In the middle of a large swathe of land, dotted by majestic chinar and mulberry trees, the tall workshop building of the Power Development Department (PDD) attracts attention. Electric transformers, poles and bundles of transmission wire lie scattered all over the land. In the shadow of this workshop, a ramshackle, long, single-storey building goes almost unnoticed but for its old architecture. This is Srinagar’s silk factory — popularly known by its Urdu variant Resham khana. Three rundown filature houses, a water storage house and the ramshackle office building — these are the remnants of what was once the world’s largest silk factory — set up more than 120 years ago by Dogra ruler Maharaja Pratap Singh.
The factory once produced high quality silk, which was exported only to Europe and employed more than 2,000 people — it’s been shut for 16 years now and is crumbling.
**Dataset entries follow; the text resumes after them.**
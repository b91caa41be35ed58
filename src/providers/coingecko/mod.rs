//! CoinGecko provider adapter (price + token capabilities).
//!
//! API documentation: https://docs.coingecko.com/reference/introduction
//!
//! Endpoints used:
//! 1. /coins/markets - token list and bulk prices per chain category
//! 2. /coins/{id}   - point lookup for one token
//! 3. /search       - fallback resolution of unknown identifiers

pub mod types;

use async_trait::async_trait;
use serde::de::DeserializeOwned;

use self::types::{CoinDetail, MarketCoin, SearchResponse};
use crate::chains::{ChainIdentifier, NetworkType};
use crate::datastore::now_ms;
use crate::errors::{DextractError, Result};
use crate::types::{ListVersion, PriceBook, Token, TokenList, TokenPrice};

use super::client::{HttpClient, RateLimiter};
use super::{
    generic_price, generic_price_book, PriceProvider, ProviderConfig, RateLimitConfig,
    TokenProvider,
};

// ============================================================================
// API CONFIGURATION
// ============================================================================

pub const DEFAULT_BASE_URL: &str = "https://api.coingecko.com/api/v3";

/// Free-tier budget: 10 requests per minute.
const DEFAULT_RATE_LIMIT: RateLimitConfig = RateLimitConfig {
    max_requests: 10,
    per_window_ms: 60_000,
};

/// Demo-tier API key header.
const API_KEY_HEADER: &str = "x-cg-demo-api-key";

/// One page of the markets endpoint; the free tier caps page size here.
const MARKETS_PAGE_SIZE: &str = "250";

/// Substituted when the markets row carries no price at all.
const MISSING_PRICE_USD: f64 = 9.99;

/// Exact per-token decimals would need a chain lookup; 18 covers the
/// overwhelming majority of listed tokens.
const DEFAULT_TOKEN_DECIMALS: u8 = 18;

// ============================================================================
// CLIENT IMPLEMENTATION
// ============================================================================

pub struct CoinGeckoProvider {
    http: HttpClient,
    limiter: RateLimiter,
    config: ProviderConfig,
}

impl CoinGeckoProvider {
    pub fn new(config: &ProviderConfig) -> Result<Self> {
        let mut config = config.clone();
        if config.base_url.is_empty() {
            config.base_url = DEFAULT_BASE_URL.to_string();
        }

        let http = HttpClient::new(config.timeout_secs)?;
        let limiter = RateLimiter::new(&config.rate_limit.unwrap_or(DEFAULT_RATE_LIMIT));

        Ok(Self {
            http,
            limiter,
            config,
        })
    }

    /// CoinGecko's own name for a chain. Only mainnets are listed there.
    fn chain_alias(chain: ChainIdentifier) -> Result<&'static str> {
        use crate::chains::ChainType::*;

        if chain.network != NetworkType::Mainnet {
            return Err(DextractError::UnsupportedChain {
                chain: chain.chain,
                network: chain.network,
            });
        }

        Ok(match chain.chain {
            Ethereum => "ethereum",
            Solana => "solana",
            Bsc => "binance-smart-chain",
            Polygon => "polygon-pos",
            Arbitrum => "arbitrum-one",
            Optimism => "optimistic-ethereum",
            Avalanche => "avalanche",
        })
    }

    /// GET a JSON endpoint under the configured base URL. `Ok(None)` maps
    /// a 404; other non-success statuses are errors.
    async fn fetch_json<T: DeserializeOwned>(
        &self,
        path: &str,
        query: &[(&str, &str)],
    ) -> Result<Option<T>> {
        self.limiter.acquire().await;

        let url = format!("{}{}", self.config.base_url, path);
        let mut request = self
            .http
            .client()
            .get(&url)
            .query(query)
            .header("Accept", "application/json");
        if let Some(key) = &self.config.api_key {
            request = request.header(API_KEY_HEADER, key);
        }

        let response = request.send().await?;

        if response.status() == reqwest::StatusCode::NOT_FOUND {
            return Ok(None);
        }
        if !response.status().is_success() {
            return Err(DextractError::UpstreamRequestFailed(format!(
                "HTTP {} from {}",
                response.status(),
                url
            )));
        }

        Ok(Some(response.json::<T>().await?))
    }

    async fn markets(&self, alias: &str, with_changes: bool) -> Result<Vec<MarketCoin>> {
        let mut query = vec![
            ("vs_currency", "usd"),
            ("category", alias),
            ("order", "market_cap_desc"),
            ("per_page", MARKETS_PAGE_SIZE),
            ("page", "1"),
            ("sparkline", "false"),
        ];
        if with_changes {
            query.push(("price_change_percentage", "24h,7d"));
        }

        self.fetch_json::<Vec<MarketCoin>>("/coins/markets", &query)
            .await?
            .ok_or_else(|| {
                DextractError::UpstreamRequestFailed("markets endpoint not found".to_string())
            })
    }

    async fn coin_detail(&self, token_id: &str) -> Result<Option<CoinDetail>> {
        self.fetch_json::<CoinDetail>(
            &format!("/coins/{}", token_id),
            &[
                ("localization", "false"),
                ("tickers", "false"),
                ("market_data", "true"),
                ("community_data", "false"),
                ("developer_data", "false"),
            ],
        )
        .await
    }

    /// Resolve an identifier the detail endpoint did not know, by search,
    /// restricted to coins present on the requested chain.
    async fn search_token(&self, chain: ChainIdentifier, query: &str) -> Result<Option<Token>> {
        let alias = Self::chain_alias(chain)?;

        let search = match self
            .fetch_json::<SearchResponse>("/search", &[("query", query)])
            .await
        {
            Ok(Some(search)) => search,
            Ok(None) => return Ok(None),
            Err(e) => {
                log::warn!("token search for '{}' failed: {}", query, e);
                return Ok(None);
            }
        };

        let candidate = search
            .coins
            .into_iter()
            .find(|coin| coin.platforms.contains_key(alias));

        match candidate {
            Some(coin) => match self.coin_detail(&coin.id).await {
                Ok(Some(detail)) => Ok(Some(token_from_detail(&detail, chain))),
                _ => Ok(None),
            },
            None => Ok(None),
        }
    }
}

#[async_trait]
impl PriceProvider for CoinGeckoProvider {
    async fn prices(&self, chain: ChainIdentifier) -> Result<PriceBook> {
        let alias = Self::chain_alias(chain)?;

        match self.markets(alias, true).await {
            Ok(coins) => {
                let now = now_ms();
                let prices = coins
                    .iter()
                    .map(|coin| (coin.id.clone(), price_from_market(coin, now)))
                    .collect();
                Ok(PriceBook {
                    prices,
                    updated_at: now,
                    degraded: false,
                })
            }
            Err(e) => {
                log::warn!(
                    "price list fetch failed for {}: {} - serving fallback data",
                    chain,
                    e
                );
                Ok(generic_price_book())
            }
        }
    }

    async fn price(&self, chain: ChainIdentifier, token_id: &str) -> Result<Option<TokenPrice>> {
        match self.coin_detail(token_id).await {
            Ok(Some(detail)) => match price_from_detail(&detail, now_ms()) {
                Some(price) => Ok(Some(price)),
                None => Ok(Some(generic_price(token_id))),
            },
            Ok(None) => Ok(Some(generic_price(token_id))),
            Err(e) => {
                log::warn!(
                    "price fetch for '{}' on {} failed: {} - serving fallback data",
                    token_id,
                    chain,
                    e
                );
                Ok(Some(generic_price(token_id)))
            }
        }
    }
}

#[async_trait]
impl TokenProvider for CoinGeckoProvider {
    async fn token_list(&self, chain: ChainIdentifier) -> Result<TokenList> {
        let alias = Self::chain_alias(chain)?;
        let coins = self.markets(alias, false).await?;

        let tokens = coins
            .iter()
            .map(|coin| token_from_market(coin, chain))
            .collect();

        Ok(TokenList {
            name: format!("{} Tokens", capitalize(alias)),
            logo_uri: None,
            tokens,
            timestamp: chrono::Utc::now().to_rfc3339(),
            version: ListVersion::default(),
        })
    }

    async fn token(&self, chain: ChainIdentifier, token_id: &str) -> Result<Option<Token>> {
        match self.coin_detail(token_id).await {
            Ok(Some(detail)) => Ok(Some(token_from_detail(&detail, chain))),
            Ok(None) => self.search_token(chain, token_id).await,
            Err(e) => {
                log::debug!("detail lookup for '{}' failed ({}), trying search", token_id, e);
                self.search_token(chain, token_id).await
            }
        }
    }
}

// ============================================================================
// RESPONSE MAPPING
// ============================================================================

fn price_from_market(coin: &MarketCoin, now: i64) -> TokenPrice {
    TokenPrice {
        address: coin.id.clone(),
        price_usd: coin.current_price.unwrap_or(MISSING_PRICE_USD),
        timestamp: now,
        change_24h: coin.price_change_percentage_24h,
        change_7d: coin.price_change_7d,
        volume_24h: coin.total_volume,
        market_cap: coin.market_cap,
    }
}

fn price_from_detail(detail: &CoinDetail, now: i64) -> Option<TokenPrice> {
    let market = detail.market_data.as_ref()?;
    let usd = |map: &Option<std::collections::HashMap<String, f64>>| {
        map.as_ref().and_then(|m| m.get("usd").copied())
    };

    Some(TokenPrice {
        address: detail.id.clone(),
        price_usd: usd(&market.current_price).unwrap_or(MISSING_PRICE_USD),
        timestamp: now,
        change_24h: market.price_change_percentage_24h,
        change_7d: market.price_change_percentage_7d,
        volume_24h: usd(&market.total_volume),
        market_cap: usd(&market.market_cap),
    })
}

fn token_from_market(coin: &MarketCoin, chain: ChainIdentifier) -> Token {
    Token {
        // The provider-side coin id stands in for the address; services
        // normalize it like any other identifier.
        address: coin.id.clone(),
        symbol: coin.symbol.to_uppercase(),
        name: coin.name.clone(),
        decimals: DEFAULT_TOKEN_DECIMALS,
        logo_uri: coin.image.clone(),
        tags: Vec::new(),
        chain: chain.chain,
        network: chain.network,
    }
}

fn token_from_detail(detail: &CoinDetail, chain: ChainIdentifier) -> Token {
    Token {
        address: detail.id.clone(),
        symbol: detail.symbol.to_uppercase(),
        name: detail.name.clone(),
        decimals: DEFAULT_TOKEN_DECIMALS,
        logo_uri: detail.image.as_ref().and_then(|i| i.large.clone()),
        tags: Vec::new(),
        chain: chain.chain,
        network: chain.network,
    }
}

fn capitalize(s: &str) -> String {
    let mut chars = s.chars();
    match chars.next() {
        Some(first) => first.to_uppercase().collect::<String>() + chars.as_str(),
        None => String::new(),
    }
}
//! Hosted KV backend (Cloudflare Workers KV REST surface).
//!
//! The same entry envelope as the memory backend is stored as the value
//! body, so lazy expiry behaves identically; the service-side
//! `expiration_ttl` is set as well so the host eventually drops entries on
//! its own.
//!
//! Known limitation: the host has no bulk clear, only paginated key
//! listing. `clear` deletes one list page (up to 1000 keys) and logs a
//! warning when the listing reports more — it never silently pretends the
//! namespace is empty.

use async_trait::async_trait;
use serde::Deserialize;
use serde_json::Value;

use crate::config::HostedKvSettings;
use crate::errors::{DextractError, Result};

use super::{now_ms, CacheEntry, DataStore, StoreOptions};

/// Maximum keys per list call, the host's page cap.
const LIST_PAGE_LIMIT: usize = 1000;

const REQUEST_TIMEOUT_SECS: u64 = 10;

pub struct HostedKvStore {
    http: reqwest::Client,
    settings: HostedKvSettings,
    default_ttl_ms: i64,
}

#[derive(Debug, Deserialize)]
struct KeyListResponse {
    result: Vec<KeyName>,
    #[serde(default)]
    result_info: Option<KeyListInfo>,
}

#[derive(Debug, Deserialize)]
struct KeyName {
    name: String,
}

#[derive(Debug, Deserialize)]
struct KeyListInfo {
    #[serde(default)]
    cursor: Option<String>,
}

impl HostedKvStore {
    pub fn new(settings: HostedKvSettings, default_ttl_ms: i64) -> Result<Self> {
        log::debug!(
            "initializing hosted KV store (namespace {})",
            settings.namespace_id
        );
        let http = reqwest::Client::builder()
            .timeout(std::time::Duration::from_secs(REQUEST_TIMEOUT_SECS))
            .build()
            .map_err(|e| DextractError::Config(format!("failed to build HTTP client: {}", e)))?;

        Ok(Self {
            http,
            settings,
            default_ttl_ms,
        })
    }

    fn value_url(&self, full_key: &str) -> String {
        format!(
            "{}/accounts/{}/storage/kv/namespaces/{}/values/{}",
            self.settings.base_url,
            self.settings.account_id,
            self.settings.namespace_id,
            full_key
        )
    }

    fn keys_url(&self) -> String {
        format!(
            "{}/accounts/{}/storage/kv/namespaces/{}/keys",
            self.settings.base_url, self.settings.account_id, self.settings.namespace_id
        )
    }
}

#[async_trait]
impl DataStore for HostedKvStore {
    async fn get(&self, key: &str, options: &StoreOptions) -> Result<Option<Value>> {
        let full_key = options.full_key(key);
        let response = self
            .http
            .get(self.value_url(&full_key))
            .bearer_auth(&self.settings.api_token)
            .send()
            .await
            .map_err(|e| DextractError::Cache(format!("KV get failed: {}", e)))?;

        if response.status() == reqwest::StatusCode::NOT_FOUND {
            return Ok(None);
        }
        if !response.status().is_success() {
            return Err(DextractError::Cache(format!(
                "KV get returned HTTP {}",
                response.status()
            )));
        }

        let entry: CacheEntry = response
            .json()
            .await
            .map_err(|e| DextractError::Cache(format!("KV get decode failed: {}", e)))?;

        if entry.is_expired(now_ms()) {
            self.delete(key, options).await?;
            return Ok(None);
        }

        Ok(Some(entry.value))
    }

    async fn set(&self, key: &str, value: Value, options: &StoreOptions) -> Result<bool> {
        let full_key = options.full_key(key);
        let expires_at = options.expires_at(self.default_ttl_ms);
        let entry = CacheEntry { value, expires_at };

        let mut request = self
            .http
            .put(self.value_url(&full_key))
            .bearer_auth(&self.settings.api_token)
            .body(serde_json::to_string(&entry)?);

        // Mirror the envelope expiry on the host side, in whole seconds.
        if let Some(at) = expires_at {
            let ttl_secs = ((at - now_ms()) as f64 / 1000.0).ceil() as i64;
            request = request.query(&[("expiration_ttl", ttl_secs.max(60).to_string())]);
        }

        let response = request
            .send()
            .await
            .map_err(|e| DextractError::Cache(format!("KV put failed: {}", e)))?;

        Ok(response.status().is_success())
    }

    async fn delete(&self, key: &str, options: &StoreOptions) -> Result<bool> {
        let full_key = options.full_key(key);
        let response = self
            .http
            .delete(self.value_url(&full_key))
            .bearer_auth(&self.settings.api_token)
            .send()
            .await
            .map_err(|e| DextractError::Cache(format!("KV delete failed: {}", e)))?;

        Ok(response.status().is_success() || response.status() == reqwest::StatusCode::NOT_FOUND)
    }

    async fn clear(&self, options: &StoreOptions) -> Result<bool> {
        let namespace = options.namespace_or_default();
        let prefix = format!("{}:", namespace);

        let limit = LIST_PAGE_LIMIT.to_string();
        let response = self
            .http
            .get(self.keys_url())
            .bearer_auth(&self.settings.api_token)
            .query(&[("prefix", prefix.as_str()), ("limit", limit.as_str())])
            .send()
            .await
            .map_err(|e| DextractError::Cache(format!("KV list failed: {}", e)))?;

        if !response.status().is_success() {
            return Err(DextractError::Cache(format!(
                "KV list returned HTTP {}",
                response.status()
            )));
        }

        let listing: KeyListResponse = response
            .json()
            .await
            .map_err(|e| DextractError::Cache(format!("KV list decode failed: {}", e)))?;

        let deleted = listing.result.len();
        for key in &listing.result {
            let response = self
                .http
                .delete(self.value_url(&key.name))
                .bearer_auth(&self.settings.api_token)
                .send()
                .await
                .map_err(|e| DextractError::Cache(format!("KV delete failed: {}", e)))?;
            if !response.status().is_success()
                && response.status() != reqwest::StatusCode::NOT_FOUND
            {
                return Err(DextractError::Cache(format!(
                    "KV delete returned HTTP {}",
                    response.status()
                )));
            }
        }

        let more_remaining = listing
            .result_info
            .and_then(|info| info.cursor)
            .map_or(false, |cursor| !cursor.is_empty());
        if more_remaining {
            log::warn!(
                "KV clear of namespace '{}' deleted {} keys but more remain (list page cap is {})",
                namespace,
                deleted,
                LIST_PAGE_LIMIT
            );
        } else {
            log::debug!("KV clear of namespace '{}' deleted {} keys", namespace, deleted);
        }

        Ok(true)
    }
}
use once_cell::sync::Lazy;
use regex::Regex;
use serde::{Deserialize, Deserializer};
use validator::ValidationError;

// compressed secp256k1 public key, hex encoded
static PUBKEY_REGEX: Lazy<Regex> =
    Lazy::new(|| Regex::new(r"^0[23][0-9a-f]{64}$").expect("valid pubkey regex"));

static TAG_REGEX: Lazy<Regex> =
    Lazy::new(|| Regex::new(r"^[A-Za-z0-9][\w\-\.#\+]{0,29}$").expect("valid tag regex"));

pub fn is_valid_pubkey(value: &str) -> bool {
    PUBKEY_REGEX.is_match(value)
}

pub fn validate_pubkey(value: &str) -> Result<(), ValidationError> {
    if is_valid_pubkey(&value.to_lowercase()) {
        Ok(())
    } else {
        Err(ValidationError::new("invalid_pubkey")
            .with_message("Expected a 66 character hex encoded public key".into()))
    }
}

pub fn validate_tags(tags: &[String]) -> Result<(), ValidationError> {
    for tag in tags {
        let trimmed = tag.trim();

        if trimmed.is_empty() {
            return Err(
                ValidationError::new("invalid_tags").with_message("Tag cannot be empty".into())
            );
        }

        if !TAG_REGEX.is_match(trimmed) {
            return Err(ValidationError::new("invalid_tags")
                .with_message("Tag contains forbidden symbol".into()));
        }
    }
    Ok(())
}

pub fn trim_string<'de, D>(deserializer: D) -> Result<String, D::Error>
where
    D: Deserializer<'de>,
{
    let s: String = Deserialize::deserialize(deserializer)?;
    Ok(s.trim().to_string())
}

pub fn lowercase_string<'de, D>(deserializer: D) -> Result<String, D::Error>
where
    D: Deserializer<'de>,
{
    let s: String = Deserialize::deserialize(deserializer)?;
    Ok(s.trim().to_lowercase())
}

pub fn trim_string_opt<'de, D>(deserializer: D) -> Result<Option<String>, D::Error>
where
    D: Deserializer<'de>,
{
    let s: Option<String> = Deserialize::deserialize(deserializer)?;
    Ok(s.map(|v| v.trim().to_string()).filter(|v| !v.is_empty()))
}

/// Trims a present value but keeps it when blank, so length rules still reject it.
pub fn trim_present_string<'de, D>(deserializer: D) -> Result<Option<String>, D::Error>
where
    D: Deserializer<'de>,
{
    let s: Option<String> = Deserialize::deserialize(deserializer)?;
    Ok(s.map(|v| v.trim().to_string()))
}

/// Trimmed tags in first-seen order, without duplicates.
pub fn normalize_tags(tags: Vec<String>) -> Vec<String> {
    let mut res: Vec<String> = Vec::with_capacity(tags.len());
    for tag in tags {
        let tag = tag.trim().to_string();
        if !res.contains(&tag) {
            res.push(tag);
        }
    }
    res
}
But after recent efforts and a campaign by Tasaduq Mufti (brother of Jammu-Kashmir chief minister Mehbooba Mufti), the J-K government brought this architectural marvel and its premises under the State Protective Monument Act. “The aim is to revive cultural tourism,” says MS Zahid, J-K’s director, Archives and Museums. “By conserving our rich heritage, we would also be showcasing our glorious past”.
Ghulam Mohammad Tantray is the supervisor at the factory — and, one of the last 17 employees left. The rest are security staff. Tantray is curious to know what will happen to the factory and to their employment. “You know, Tasaduq (Mufti) sahib came here two or three times,” he says. “Are they (government) doing something? If they want, it can be revived just by infusing a few lakh of rupees”.
A cinematographer, of Omkara fame, Tasaduq has shown keen interest in the silk factory, which also happened to be his childhood picnic spot. “Mostly, I remember going to the silk factory as a kid to see the mulberries. It is such a beautiful, green place,” he says. “It can create investment opportunity and avenues, and also a space for people to get together. I think, in a few months, a more clear idea should emerge about its reuse and how we can best benefit from the space”.
The factory, with close to 100 chinars and hundreds of mulberry trees, is the largest green expanse in Srinagar city, even though big concrete structures have already come up on some of its land, sold to various state and central government departments. While the filatures of the silk factory are old and majestic, the machines are relatively new, bought only in 1999 — two years before the factory was shut by the government and its employees transferred to other departments. “This project was aided by the World Bank. They gave us new machines,” says Tantray. “We set up 30 new basins here. Even today, with just 78 employees, we can produce 36 kg of silk daily”.
Though the filatures have been shut since 2001, they were opened last year in summer to accommodate paramilitary personnel rushed to the Valley in the wake of massive street protests triggered by the killing of Hizbul Mujahideen commander, Burhan Muzaffar Wani. “We had no other space,” says one of the factory employees. “We opened these filatures and accommodated them there”. The buildings, made of mud, brick and wood, are crumbling, but the signs of glory are still visible. In his office room, supervisor Tantray points towards a network of metallic pipes in the ceiling and says: “Look, this building was fire-proof. The pipes had rubber valves, and, in case of a fire, they would automatically burst and sprinkle water all over to extinguish the fire”.
Cultural history aside, the silk factory has an important place in Kashmir’s political history as well. Resham Khana Tehreek or, the Silk factory movement or agitation, was essentially an agitation by the Muslim artisans of the factory against corruption of the higher-ups. But it is seen as one of the first resistances against the autocracy of Dogra rulers in the valley. At least 10 artisans were killed and more than 20 injured in July 1924, when police opened fire on the protesting artisans in Srinagar.
Was Tasaduq aware of it when he campaigned for declaring the factory a heritage site? “Not really,” he says. “I got to know the history much later. And the agitation and all these things were discovered slowly”. Kashmir produced the best quality univoltine silk — a single crop is produced every year, so the production is much less than other states like Karnataka — but the quality is far superior. Being on the famous silk route, which started from China and passed through Kashmir, the secret of silk was leaked to Kashmir in the seventh century.
“Due to the abundance of mulberry trees, it (silkworm rearing and silk production) flourished in Kashmir,” says Sajad Ahmad Darzi, who teaches history at Kashmir University, “Silk as a trade was established by Budshah Zain-ul-Abideen and the factory for it was set up by Maharaja Pratap Singh. The period from 1890 to 1920 is known as a period of silk bloom in Kashmir”.
With talks about the revival of silk route and the establishment of China-Pakistan Economic Corridor, is there any chance of reviving the industry in the Valley? “If we can produce fine quality silk and brand it like shahtoos or pashmina, why not?” asks Tasaduq. However, he also notes that, “Just declaring them heritage isn’t enough. We are deciding on a re-use plan in tune with the present times, which gives people the chance to make use of it as a public space or as one that give us returns,” he says, “But, of course, a part of it should be a silk museum that gives us a sense of history as well.”